# DESCRIPTION OF THE TASK:
The lines from the first line of the entries through the line containing "impl std::fmt::Display for" are to be repeated exactly, with both of those lines included.

# INPUT DATA:
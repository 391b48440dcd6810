use serde::{Deserialize, Serialize};
use std::path::PathBuf;

/// Logical name of a release artifact the installer needs.
///
/// The installer works with a fixed set of four artifacts per run; the
/// release catalog in `romflash-fetch` maps each kind to a concrete URL
/// and canonical filename for the target device.
#[derive(Debug, Clone, Copy, PartialEq, Eq, Hash, Serialize, Deserialize)]
#[serde(rename_all = "snake_case")]
pub enum ArtifactKind {
    /// The ROM update zip flashed through the custom recovery
    UpdatePackage,
    /// Vendor recovery image, temporarily booted to sideload the factory zip
    FactoryRecovery,
    /// Custom recovery image, temporarily booted to install the update zip
    CustomRecovery,
    /// Full factory zip, sideloaded through the vendor recovery
    FactoryImage,
}

impl std::fmt::Display for ArtifactKind {
    fn fmt(&self, f: &mut std::fmt::Formatter<'_>) -> std::fmt::Result {
        match self {
            Self::UpdatePackage => write!(f, "update package"),
            Self::FactoryRecovery => write!(f, "factory recovery"),
            Self::CustomRecovery => write!(f, "custom recovery"),
            Self::FactoryImage => write!(f, "factory image"),
        }
    }
}

/// A resolved artifact on local disk.
///
/// `downloaded` is set once a file of the canonical name exists in the
/// working directory, whether this run fetched it or a prior one did.
/// The installer never deletes artifacts; cleanup is manual.
#[derive(Debug, Clone, PartialEq, Eq)]
pub struct Artifact {
    pub kind: ArtifactKind,
    pub path: PathBuf,
    pub downloaded: bool,
}

#![deny(clippy::pedantic, unsafe_code)]
#![allow(clippy::module_name_repetitions)]

//! Network operations for the romflash installer
//!
//! A thin streaming-download wrapper around reqwest. Transfer mechanics
//! only; which URLs to hit is the release catalog's business.

mod client;

pub use client::{NetClient, NetConfig, ProgressFn};
//! Network-related error types

use thiserror::Error;

#[derive(Debug, Clone, Error)]
#[cfg_attr(feature = "serde", derive(serde::Serialize, serde::Deserialize))]
pub enum NetworkError {
    #[error("connection timeout to {url}")]
    Timeout { url: String },

    #[error("download failed: {0}")]
    DownloadFailed(String),

    #[error("connection refused: {0}")]
    ConnectionRefused(String),

    #[error("invalid URL: {0}")]
    InvalidUrl(String),

    #[error("HTTP error {status} for {url}")]
    HttpError { status: u16, url: String },
}
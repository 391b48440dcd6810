//! Subprocess execution for the adb/fastboot command-line tools

use romflash_errors::{DeviceError, Error, Transport};
use tokio::process::Command;
use tracing::debug;

/// Captured output of a finished tool invocation.
#[derive(Debug)]
pub(crate) struct ToolOutput {
    pub success: bool,
    pub stdout: String,
    pub stderr: String,
}

impl ToolOutput {
    /// Stdout and stderr concatenated.
    ///
    /// fastboot writes `getvar` results to stderr, so var queries have
    /// to look at both streams.
    pub fn combined(&self) -> String {
        let mut out = self.stdout.clone();
        if !self.stderr.is_empty() {
            if !out.is_empty() {
                out.push('\n');
            }
            out.push_str(&self.stderr);
        }
        out
    }
}

/// Run a tool to completion, capturing output.
///
/// A spawn failure (tool not installed, not executable) is the only error
/// here; a non-zero exit is reported through `ToolOutput::success` so
/// callers can decide whether it matters.
pub(crate) async fn run_tool(
    tool: Transport,
    program: &str,
    args: &[&str],
) -> Result<ToolOutput, Error> {
    debug!(tool = %tool, ?args, "running device tool");
    let output = Command::new(program)
        .args(args)
        .kill_on_drop(true)
        .output()
        .await
        .map_err(|e| DeviceError::ToolUnavailable {
            tool,
            message: e.to_string(),
        })?;

    Ok(ToolOutput {
        success: output.status.success(),
        stdout: String::from_utf8_lossy(&output.stdout).into_owned(),
        stderr: String::from_utf8_lossy(&output.stderr).into_owned(),
    })
}

/// Run a tool and treat a non-zero exit as a `CommandFailed` error.
pub(crate) async fn run_checked(
    tool: Transport,
    program: &str,
    args: &[&str],
) -> Result<ToolOutput, Error> {
    let output = run_tool(tool, program, args).await?;
    if output.success {
        Ok(output)
    } else {
        let stderr = if output.stderr.trim().is_empty() {
            output.stdout.trim().to_string()
        } else {
            output.stderr.trim().to_string()
        };
        Err(DeviceError::CommandFailed {
            tool,
            command: args.join(" "),
            stderr,
        }
        .into())
    }
}
//! Console-backed operator session
//!
//! Owns the prompt reader and the progress bar, so nothing in the
//! installer touches process-wide terminal state directly.

use async_trait::async_trait;
use indicatif::{ProgressBar, ProgressStyle};
use romflash_errors::{Error, Result};
use romflash_install::Session;
use std::io::{self, BufRead, Write};
use std::sync::Mutex;

const PROGRESS_TICKS: u64 = 1000;

pub struct ConsoleSession {
    bar: Mutex<Option<ProgressBar>>,
}

impl ConsoleSession {
    pub fn new() -> Self {
        Self {
            bar: Mutex::new(None),
        }
    }
}

#[async_trait]
impl Session for ConsoleSession {
    async fn prompt(&self, text: &str) -> Result<String> {
        let text = text.to_string();
        // Stdin reads block the whole process; that is fine for a tool
        // with exactly one consumer and no background work.
        tokio::task::spawn_blocking(move || -> Result<String> {
            print!("{text}");
            io::stdout().flush()?;
            let mut line = String::new();
            io::stdin().lock().read_line(&mut line)?;
            Ok(line.trim_end_matches(['\r', '\n']).to_string())
        })
        .await
        .map_err(|e| Error::internal(format!("input task failed: {e}")))?
    }

    fn info(&self, message: &str) {
        println!("{message}");
    }

    fn warn(&self, message: &str) {
        eprintln!("Warning: {message}");
    }

    fn progress_begin(&self, title: &str) {
        let bar = ProgressBar::new(PROGRESS_TICKS);
        let style = ProgressStyle::with_template("{msg} [{bar:40}] {percent:>3}%")
            .unwrap_or_else(|_| ProgressStyle::default_bar())
            .progress_chars("=> ");
        bar.set_style(style);
        bar.set_message(title.to_string());
        *self.bar.lock().unwrap() = Some(bar);
    }

    #[allow(clippy::cast_possible_truncation, clippy::cast_sign_loss)]
    fn progress_update(&self, fraction: f64) {
        if let Some(bar) = self.bar.lock().unwrap().as_ref() {
            bar.set_position((fraction.clamp(0.0, 1.0) * PROGRESS_TICKS as f64) as u64);
        }
    }

    fn progress_end(&self) {
        if let Some(bar) = self.bar.lock().unwrap().take() {
            bar.finish_and_clear();
        }
    }
}
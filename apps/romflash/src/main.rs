//! romflash - interactive custom ROM installer
//!
//! Thin shell around the install orchestrator: parse the two CLI flags,
//! set up logging and the process environment, wire the real transports
//! and fetcher into the state machine, then exit with the run's outcome
//! code.

mod cli;
mod console;
mod logging;
mod setup;

use crate::cli::Cli;
use crate::console::ConsoleSession;
use clap::Parser;
use romflash_device::{AdbClient, FastbootClient};
use romflash_fetch::ArtifactFetcher;
use romflash_install::{HardwareSettle, InstallOrchestrator, Session};
use romflash_net::NetClient;
use romflash_types::ExitCode;
use std::process;
use std::sync::Arc;
use tracing::info;

#[tokio::main]
async fn main() {
    let cli = Cli::parse();
    let session = Arc::new(ConsoleSession::new());

    if cli.version {
        println!(
            "romflash {} {}/{}",
            env!("CARGO_PKG_VERSION"),
            std::env::consts::OS,
            std::env::consts::ARCH
        );
        exit(ExitCode::Success.code(), &session).await;
    }

    logging::init(cli.debug);
    info!("starting romflash v{}", env!("CARGO_PKG_VERSION"));

    let code = run(Arc::clone(&session)).await;
    exit(code, &session).await;
}

async fn run(session: Arc<ConsoleSession>) -> i32 {
    let work_dir = match setup::prepare_environment() {
        Ok(dir) => dir,
        Err(e) => {
            eprintln!("Error: failed to set up installer environment: {e}");
            return ExitCode::ErrorPrereqs.code();
        }
    };

    let net = match NetClient::with_defaults() {
        Ok(net) => net,
        Err(e) => {
            eprintln!("Error: failed to initialize HTTP client: {e}");
            return ExitCode::ErrorPrereqs.code();
        }
    };

    let orchestrator = InstallOrchestrator::new(
        Arc::new(AdbClient::new()),
        Arc::new(FastbootClient::new()),
        Arc::new(ArtifactFetcher::new(net, work_dir)),
        session,
        Arc::new(HardwareSettle),
    );

    let outcome = orchestrator.run().await;
    info!(code = outcome.exit.code(), "run finished: {}", outcome.message);

    if outcome.is_failure() {
        eprintln!();
        eprintln!("Error: {}", outcome.message);
    }
    outcome.exit.code()
}

/// Exit the process, pausing first on Windows: a double-click launch
/// closes its console window the instant the process ends, hiding the
/// last few messages.
async fn exit(code: i32, session: &ConsoleSession) -> ! {
    if cfg!(windows) {
        let _ = session.prompt("\nPress [Enter] to exit...").await;
    }
    process::exit(code);
}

# SOLVED PROBLEM:
repository 391b48440dcd6810
use serde::{Deserialize, Serialize};
use std::path::PathBuf;

/// Logical name of a release artifact the installer needs.
///
/// The installer works with a fixed set of four artifacts per run; the
/// release catalog in `romflash-fetch` maps each kind to a concrete URL
/// and canonical filename for the target device.
#[derive(Debug, Clone, Copy, PartialEq, Eq, Hash, Serialize, Deserialize)]
#[serde(rename_all = "snake_case")]
pub enum ArtifactKind {
    /// The ROM update zip flashed through the custom recovery
    UpdatePackage,
    /// Vendor recovery image, temporarily booted to sideload the factory zip
    FactoryRecovery,
    /// Custom recovery image, temporarily booted to install the update zip
    CustomRecovery,
    /// Full factory zip, sideloaded through the vendor recovery
    FactoryImage,
}

impl std::fmt::Display for ArtifactKind {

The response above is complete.